#### Exercise
Scan the records for "Duration" and copy each line that contains it.

(Stored data)

[Start of section]

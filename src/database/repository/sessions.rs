use sqlx::PgPool;

use super::ViewRepository;
use crate::database::manager::DatabaseError;
use crate::database::models::Session;

const SESSION_COLUMNS: &str = "id_sesion, id_asignacion, numero_sesion, fecha_programada, fecha_inicio, \
     fecha_fin, puntaje::float8 AS puntaje, observaciones, id_entrenador, estado";

pub struct SessionRepository {
    view: ViewRepository<Session>,
}

impl SessionRepository {
    pub fn new(pool: PgPool) -> Self {
        Self {
            view: ViewRepository::new("vw_sesiones", "id_sesion", pool),
        }
    }

    pub async fn select_one(&self, id: i32) -> Result<Option<Session>, DatabaseError> {
        let sql = format!("SELECT {} FROM {} WHERE id_sesion = $1", SESSION_COLUMNS, self.view.view());
        let row = sqlx::query_as::<_, Session>(&sql)
            .bind(id)
            .fetch_optional(self.view.pool())
            .await?;
        Ok(row)
    }

    pub async fn select_404(&self, id: i32) -> Result<Session, DatabaseError> {
        self.select_one(id)
            .await?
            .ok_or_else(|| DatabaseError::NotFound(format!("Session {} not found", id)))
    }

    pub async fn select_by_assignment(&self, assignment_id: i32) -> Result<Vec<Session>, DatabaseError> {
        let sql = format!(
            "SELECT {} FROM {} WHERE id_asignacion = $1 ORDER BY numero_sesion",
            SESSION_COLUMNS,
            self.view.view()
        );
        let rows = sqlx::query_as::<_, Session>(&sql)
            .bind(assignment_id)
            .fetch_all(self.view.pool())
            .await?;
        Ok(rows)
    }

    pub async fn start(&self, id: i32, actor_trainer_id: Option<i32>) -> Result<Option<String>, DatabaseError> {
        let message = sqlx::query_scalar::<_, Option<String>>("SELECT sesion_iniciar_ufs($1, $2)")
            .bind(id)
            .bind(actor_trainer_id)
            .fetch_one(self.view.pool())
            .await?;
        Ok(message)
    }

    pub async fn finish(
        &self,
        id: i32,
        actor_trainer_id: Option<i32>,
        score: f64,
        observations: Option<&str>,
    ) -> Result<Option<String>, DatabaseError> {
        let message = sqlx::query_scalar::<_, Option<String>>("SELECT sesion_finalizar_ufs($1, $2, $3, $4)")
            .bind(id)
            .bind(actor_trainer_id)
            .bind(score)
            .bind(observations)
            .fetch_one(self.view.pool())
            .await?;
        Ok(message)
    }

    pub async fn abandon(
        &self,
        id: i32,
        actor_trainer_id: Option<i32>,
        reason: &str,
    ) -> Result<Option<String>, DatabaseError> {
        let message = sqlx::query_scalar::<_, Option<String>>("SELECT sesion_abandonar_ufs($1, $2, $3)")
            .bind(id)
            .bind(actor_trainer_id)
            .bind(reason)
            .fetch_one(self.view.pool())
            .await?;
        Ok(message)
    }
}
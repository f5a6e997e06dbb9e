use chrono::NaiveDate;
use serde::{Deserialize, Serialize};
use sqlx::FromRow;

use super::UnknownStatus;

/// Lifecycle of a variable assignment: En Progreso -> Finalizado | Abandono
#[derive(Debug, Clone, Copy, PartialEq, Eq, Serialize, Deserialize)]
pub enum AssignmentStatus {
    #[serde(rename = "En Progreso")]
    InProgress,
    #[serde(rename = "Finalizado")]
    Finished,
    #[serde(rename = "Abandono")]
    Abandoned,
}

impl AssignmentStatus {
    pub fn as_str(&self) -> &'static str {
        match self {
            AssignmentStatus::InProgress => "En Progreso",
            AssignmentStatus::Finished => "Finalizado",
            AssignmentStatus::Abandoned => "Abandono",
        }
    }

    /// Only an assignment in progress can be modified, finished or abandoned
    pub fn is_open(&self) -> bool {
        matches!(self, AssignmentStatus::InProgress)
    }
}

impl std::fmt::Display for AssignmentStatus {
    fn fmt(&self, f: &mut std::fmt::Formatter<'_>) -> std::fmt::Result {
        f.write_str(self.as_str())
    }
}

impl TryFrom<String> for AssignmentStatus {
    type Error = UnknownStatus;

    fn try_from(value: String) -> Result<Self, Self::Error> {
        match value.trim().to_lowercase().as_str() {
            "en progreso" => Ok(AssignmentStatus::InProgress),
            "finalizado" | "finalizada" => Ok(AssignmentStatus::Finished),
            "abandono" | "abandonado" | "abandonada" => Ok(AssignmentStatus::Abandoned),
            _ => Err(UnknownStatus(value)),
        }
    }
}

#[derive(Debug, Clone, Serialize, FromRow)]
pub struct Assignment {
    #[sqlx(rename = "id_asignacion")]
    pub id: i32,
    #[sqlx(rename = "id_estudiante")]
    pub student_id: i32,
    #[sqlx(rename = "estudiante")]
    pub student: String,
    #[sqlx(rename = "id_entrenador")]
    pub trainer_id: i32,
    #[sqlx(rename = "entrenador")]
    pub trainer: String,
    #[sqlx(rename = "id_variable")]
    pub variable_id: i32,
    #[sqlx(rename = "variable")]
    pub variable: String,
    #[sqlx(rename = "fecha_inicio")]
    pub start_date: NaiveDate,
    #[sqlx(rename = "fecha_fin")]
    pub end_date: Option<NaiveDate>,
    #[sqlx(rename = "sesiones_planificadas")]
    pub planned_sessions: i32,
    #[sqlx(rename = "sesiones_completadas")]
    pub completed_sessions: i32,
    #[sqlx(rename = "estado", try_from = "String")]
    pub status: AssignmentStatus,
}

#[cfg(test)]
mod tests {
    use super::*;

    #[test]
    fn only_in_progress_is_open() {
        assert!(AssignmentStatus::InProgress.is_open());
        assert!(!AssignmentStatus::Finished.is_open());
        assert!(!AssignmentStatus::Abandoned.is_open());
    }

    #[test]
    fn status_filter_values_deserialize() {
        let status: AssignmentStatus = serde_json::from_str("\"Finalizado\"").unwrap();
        assert_eq!(status, AssignmentStatus::Finished);
        assert_eq!(
            AssignmentStatus::try_from("abandonada".to_string()).unwrap(),
            AssignmentStatus::Abandoned
        );
    }
}
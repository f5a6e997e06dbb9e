use axum::{
    http::StatusCode,
    response::{IntoResponse, Json, Response},
};
use serde::Serialize;
use serde_json::json;

/// Wrapper for API responses that automatically adds success envelope
#[derive(Debug)]
pub struct ApiResponse<T: Serialize> {
    pub data: T,
    pub status_code: Option<StatusCode>,
}

impl<T: Serialize> ApiResponse<T> {
    /// Create a successful API response with default 200 status
    pub fn success(data: T) -> Self {
        Self {
            data,
            status_code: None,
        }
    }

    /// Create an API response with custom status code
    pub fn with_status(data: T, status_code: StatusCode) -> Self {
        Self {
            data,
            status_code: Some(status_code),
        }
    }

    /// Create a 201 Created response
    pub fn created(data: T) -> Self {
        Self::with_status(data, StatusCode::CREATED)
    }
}

impl<T: Serialize> IntoResponse for ApiResponse<T> {
    fn into_response(self) -> Response {
        let status = self.status_code.unwrap_or(StatusCode::OK);

        // Convert data to JSON Value for consistent envelope format
        let data_value = match serde_json::to_value(&self.data) {
            Ok(value) => value,
            Err(e) => {
                tracing::error!("Failed to serialize response data: {}", e);
                return (
                    StatusCode::INTERNAL_SERVER_ERROR,
                    Json(json!({
                        "success": false,
                        "error": "Failed to serialize response data",
                        "code": "INTERNAL_SERVER_ERROR"
                    })),
                )
                    .into_response();
            }
        };

        let envelope = json!({
            "success": true,
            "data": data_value
        });

        (status, Json(envelope)).into_response()
    }
}

pub type ApiResult<T> = Result<ApiResponse<T>, crate::error::ApiError>;
pub mod client;
pub mod commands;
pub mod utils;

use clap::{Parser, Subcommand};
use serde::{Deserialize, Serialize};

use client::ApiClient;

#[derive(Parser)]
#[command(name = "cognicare")]
#[command(about = "CogniCare CLI - Command-line client for the CogniCare API")]
#[command(version)]
pub struct Cli {
    #[arg(
        long,
        global = true,
        env = "COGNICARE_URL",
        default_value = "http://localhost:3000",
        help = "Base URL of the API server"
    )]
    pub url: String,

    #[arg(long, global = true, env = "COGNICARE_TOKEN", hide_env_values = true, help = "Bearer token")]
    pub token: Option<String>,

    #[arg(long, global = true, help = "Output in JSON format")]
    pub json: bool,

    #[command(subcommand)]
    pub command: Commands,
}

#[derive(Subcommand)]
pub enum Commands {
    #[command(about = "Server information and health")]
    Server {
        #[command(subcommand)]
        cmd: commands::server::ServerCommands,
    },

    #[command(about = "Login and identity")]
    Auth {
        #[command(subcommand)]
        cmd: commands::auth::AuthCommands,
    },

    #[command(about = "Browse students and their progress")]
    Students {
        #[command(subcommand)]
        cmd: commands::students::StudentCommands,
    },

    #[command(about = "Variable assignments")]
    Assignments {
        #[command(subcommand)]
        cmd: commands::assignments::AssignmentCommands,
    },

    #[command(about = "Run training sessions")]
    Sessions {
        #[command(subcommand)]
        cmd: commands::sessions::SessionCommands,
    },
}

#[derive(Debug, Clone, Copy, Serialize, Deserialize)]
pub enum OutputFormat {
    Text,
    Json,
}

impl OutputFormat {
    pub fn from_cli(cli: &Cli) -> Self {
        if cli.json {
            OutputFormat::Json
        } else {
            OutputFormat::Text
        }
    }
}

pub async fn run(cli: Cli) -> anyhow::Result<()> {
    let output_format = OutputFormat::from_cli(&cli);
    let client = ApiClient::new(&cli.url, cli.token.clone())?;

    match cli.command {
        Commands::Server { cmd } => commands::server::handle(cmd, &client, output_format).await,
        Commands::Auth { cmd } => commands::auth::handle(cmd, &client, output_format).await,
        Commands::Students { cmd } => commands::students::handle(cmd, &client, output_format).await,
        Commands::Assignments { cmd } => commands::assignments::handle(cmd, &client, output_format).await,
        Commands::Sessions { cmd } => commands::sessions::handle(cmd, &client, output_format).await,
    }
}
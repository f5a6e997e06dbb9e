use sqlx::PgPool;

use super::{created_or_empty, ViewRepository};
use crate::database::manager::DatabaseError;
use crate::database::models::{CreatedRow, Faculty};

pub struct FacultyRepository {
    view: ViewRepository<Faculty>,
}

impl FacultyRepository {
    pub fn new(pool: PgPool) -> Self {
        Self {
            view: ViewRepository::new("vw_facultades", "id_facultad", pool),
        }
    }

    pub async fn select_all(&self) -> Result<Vec<Faculty>, DatabaseError> {
        self.view.select_all("nombre").await
    }

    pub async fn select_404(&self, id: i32) -> Result<Faculty, DatabaseError> {
        self.view.select_404(id, "Faculty").await
    }

    pub async fn create(&self, name: &str, acronym: Option<&str>) -> Result<CreatedRow, DatabaseError> {
        let row = sqlx::query_as::<_, CreatedRow>("SELECT mensaje, id FROM facultad_crear_uft($1, $2)")
            .bind(name)
            .bind(acronym)
            .fetch_optional(self.view.pool())
            .await?;
        Ok(created_or_empty(row))
    }

    pub async fn update(&self, id: i32, name: &str, acronym: Option<&str>) -> Result<Option<String>, DatabaseError> {
        let message = sqlx::query_scalar::<_, Option<String>>("SELECT facultad_actualizar_ufs($1, $2, $3)")
            .bind(id)
            .bind(name)
            .bind(acronym)
            .fetch_one(self.view.pool())
            .await?;
        Ok(message)
    }

    pub async fn set_active(&self, id: i32, active: bool) -> Result<Option<String>, DatabaseError> {
        let message = sqlx::query_scalar::<_, Option<String>>("SELECT facultad_cambiar_estado_ufs($1, $2)")
            .bind(id)
            .bind(active)
            .fetch_one(self.view.pool())
            .await?;
        Ok(message)
    }
}
// handlers/protected/auth.rs - /api/auth/* for authenticated users

use axum::Extension;
use sqlx::PgPool;

use crate::middleware::{ApiResponse, ApiResult, AuthUser, ValidJson};
use crate::services::auth_service::{ChangePasswordRequest, UserInfo};
use crate::services::{AuthService, Mutation};

/// GET /api/auth/me - identity carried by the token
pub async fn me_get(user: AuthUser) -> ApiResult<UserInfo> {
    Ok(ApiResponse::success(UserInfo::from(&user)))
}

/// PUT /api/auth/password - change the caller's own password
pub async fn password_put(
    Extension(pool): Extension<PgPool>,
    user: AuthUser,
    ValidJson(request): ValidJson<ChangePasswordRequest>,
) -> ApiResult<Mutation> {
    let mutation = AuthService::new(pool).change_password(&user, &request).await?;
    Ok(ApiResponse::success(mutation))
}
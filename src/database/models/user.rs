use sqlx::FromRow;

/// Row returned by `usuario_login_uft` when the credentials match
#[derive(Debug, Clone, FromRow)]
pub struct LoginRow {
    #[sqlx(rename = "id_usuario")]
    pub user_id: i32,
    #[sqlx(rename = "id_entrenador")]
    pub trainer_id: Option<i32>,
    #[sqlx(rename = "nombre")]
    pub name: String,
    #[sqlx(rename = "correo")]
    pub email: String,
    #[sqlx(rename = "rol")]
    pub role: String,
}
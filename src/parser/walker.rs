use tracing::debug;

use crate::error::Report;

use super::blocks::ContentBlock;
use super::classify::NodeClassifier;
use super::dedup::DedupCache;
use super::markup::MarkupNode;

/// Tags the walker hands to the classifier.
pub const RECOGNIZED_TAGS: &[&str] = &["p", "blockquote", "span", "ul", "ol", "figure"];

fn is_recognized<N: MarkupNode>(node: &N) -> bool {
    RECOGNIZED_TAGS.contains(&node.tag())
}

pub struct TreeWalker<'c, N> {
    classifier: &'c NodeClassifier<N>,
}

impl<'c, N: MarkupNode> TreeWalker<'c, N> {
    pub fn new(classifier: &'c NodeClassifier<N>) -> Self {
        Self { classifier }
    }

    /// Walk the content root: every direct-child section first, then the
    /// recognized direct children. Skipped nodes land in `report`.
    pub fn walk(&self, root: &N, cache: &mut DedupCache, report: &mut Report) -> Vec<ContentBlock> {
        let mut blocks = Vec::new();
        let children = root.child_elements();

        for section in children.iter().filter(|c| c.tag() == "section") {
            blocks.extend(self.walk_section(section, cache, report));
        }
        let after_sections = blocks.len();

        for node in children.iter().filter(|c| is_recognized(*c)) {
            self.classify_into(node, cache, report, &mut blocks);
        }

        debug!(
            section_blocks = after_sections,
            top_level_blocks = blocks.len() - after_sections,
            "walked content root"
        );
        blocks
    }

    fn walk_section(&self, section: &N, cache: &mut DedupCache, report: &mut Report) -> Vec<ContentBlock> {
        let mut blocks = Vec::new();
        let mut recognized = false;
        for node in section.descendants().iter().filter(|d| is_recognized(*d)) {
            recognized = true;
            self.classify_into(node, cache, report, &mut blocks);
        }
        if !recognized {
            // bare-text section
            let text = section.text();
            if !text.is_empty() && cache.admit(&text) {
                blocks.push(ContentBlock::text(text));
            }
        }
        blocks
    }

    fn classify_into(
        &self,
        node: &N,
        cache: &mut DedupCache,
        report: &mut Report,
        out: &mut Vec<ContentBlock>,
    ) {
        match self.classifier.classify(node, cache) {
            Ok(blocks) => out.extend(blocks),
            Err(e) => report.skipped(e),
        }
    }
}

#[cfg(test)]
mod tests {
    use super::*;
    use crate::error::Warning;
    use scraper::Html;

    fn walk(html: &str) -> (Vec<ContentBlock>, Report) {
        let doc = Html::parse_document(html);
        let root = doc.root_element().select_one("#js_content").unwrap();
        let classifier = NodeClassifier::default();
        let mut cache = DedupCache::new();
        let mut report = Report::new();
        let blocks = TreeWalker::new(&classifier).walk(&root, &mut cache, &mut report);
        (blocks, report)
    }

    #[test]
    fn section_with_bare_text_falls_back() {
        let (blocks, report) = walk(r#"<div id="js_content"><section>Hello</section></div>"#);
        assert_eq!(blocks, vec![ContentBlock::text("Hello")]);
        assert!(report.is_empty());
    }

    #[test]
    fn sections_come_before_top_level_nodes() {
        let (blocks, _) = walk(
            r#"<div id="js_content">
                <p>top one</p>
                <section><p>inside</p></section>
                <blockquote>quoted</blockquote>
            </div>"#,
        );
        assert_eq!(
            blocks,
            vec![
                ContentBlock::text("inside"),
                ContentBlock::text("top one"),
                ContentBlock::quote("quoted"),
            ]
        );
    }

    #[test]
    fn nested_spans_do_not_duplicate() {
        let (blocks, _) = walk(
            r#"<div id="js_content"><section><p><span>once</span></p><span>once</span></section></div>"#,
        );
        assert_eq!(blocks, vec![ContentBlock::text("once")]);
    }

    #[test]
    fn malformed_node_is_skipped_with_warning() {
        let (blocks, report) = walk(
            r#"<div id="js_content">
                <figure><figcaption>no image</figcaption></figure>
                <p>kept</p>
            </div>"#,
        );
        assert_eq!(blocks, vec![ContentBlock::text("kept")]);
        assert_eq!(report.warnings().len(), 1);
        assert!(matches!(&report.warnings()[0], Warning::NodeSkipped { tag, .. } if tag == "figure"));
    }

    #[test]
    fn unrecognized_top_level_tags_are_ignored() {
        let (blocks, _) = walk(r#"<div id="js_content"><h3>ignored</h3><p>kept</p></div>"#);
        assert_eq!(blocks, vec![ContentBlock::text("kept")]);
    }

    #[test]
    fn no_duplicates_across_passes() {
        let (blocks, _) = walk(
            r#"<div id="js_content">
                <section><p><img data-src="https://i/1.png"></p><p>text</p></section>
                <p><img data-src="https://i/1.png"></p>
                <p>text</p>
            </div>"#,
        );
        assert_eq!(
            blocks,
            vec![ContentBlock::image("https://i/1.png"), ContentBlock::text("text")]
        );
    }
}
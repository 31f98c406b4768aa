use std::future::Future;
use std::time::Duration;

use tracing::warn;

pub const DEFAULT_ATTEMPTS: u32 = 3;
pub const DEFAULT_BACKOFF_MS: u64 = 1000;

/// Bounded retry with a fixed pause between attempts.
#[derive(Debug, Clone, Copy)]
pub struct RetryPolicy {
    pub max_attempts: u32,
    pub backoff: Duration,
}

impl Default for RetryPolicy {
    fn default() -> Self {
        Self {
            max_attempts: DEFAULT_ATTEMPTS,
            backoff: Duration::from_millis(DEFAULT_BACKOFF_MS),
        }
    }
}

impl RetryPolicy {
    pub fn new(max_attempts: u32, backoff_ms: u64) -> Self {
        Self {
            max_attempts: max_attempts.max(1),
            backoff: Duration::from_millis(backoff_ms),
        }
    }

    /// Run `op` until it succeeds or attempts run out; the last error is returned.
    pub async fn run<T, E, F, Fut>(&self, label: &str, mut op: F) -> Result<T, E>
    where
        F: FnMut() -> Fut,
        Fut: Future<Output = Result<T, E>>,
        E: std::fmt::Display,
    {
        let attempts = self.max_attempts.max(1);
        let mut attempt = 1;
        loop {
            match op().await {
                Ok(value) => return Ok(value),
                Err(e) if attempt >= attempts => return Err(e),
                Err(e) => {
                    warn!(
                        "{} failed (attempt {}/{}): {}, retrying in {:.1}s",
                        label,
                        attempt,
                        attempts,
                        e,
                        self.backoff.as_secs_f64()
                    );
                    tokio::time::sleep(self.backoff).await;
                    attempt += 1;
                }
            }
        }
    }
}

#[cfg(test)]
mod tests {
    use super::*;
    use std::sync::atomic::{AtomicU32, Ordering};

    #[tokio::test]
    async fn stops_after_max_attempts() {
        let calls = AtomicU32::new(0);
        let policy = RetryPolicy::new(3, 0);
        let result: Result<(), String> = policy
            .run("always fails", || {
                let n = calls.fetch_add(1, Ordering::SeqCst) + 1;
                async move { Err(format!("failure {}", n)) }
            })
            .await;
        assert_eq!(result.unwrap_err(), "failure 3");
        assert_eq!(calls.load(Ordering::SeqCst), 3);
    }

    #[tokio::test]
    async fn returns_first_success() {
        let calls = AtomicU32::new(0);
        let policy = RetryPolicy::new(3, 0);
        let result: Result<u32, String> = policy
            .run("flaky", || {
                let n = calls.fetch_add(1, Ordering::SeqCst) + 1;
                async move {
                    if n < 2 {
                        Err("not yet".to_string())
                    } else {
                        Ok(n)
                    }
                }
            })
            .await;
        assert_eq!(result.unwrap(), 2);
        assert_eq!(calls.load(Ordering::SeqCst), 2);
    }

    #[test]
    fn zero_attempts_still_runs_once() {
        assert_eq!(RetryPolicy::new(0, 10).max_attempts, 1);
    }
}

[End of section]

#### Final answer
use std::time::Duration;
    pub backoff: Duration,
            backoff: Duration::from_millis(DEFAULT_BACKOFF_MS),
            backoff: Duration::from_millis(backoff_ms),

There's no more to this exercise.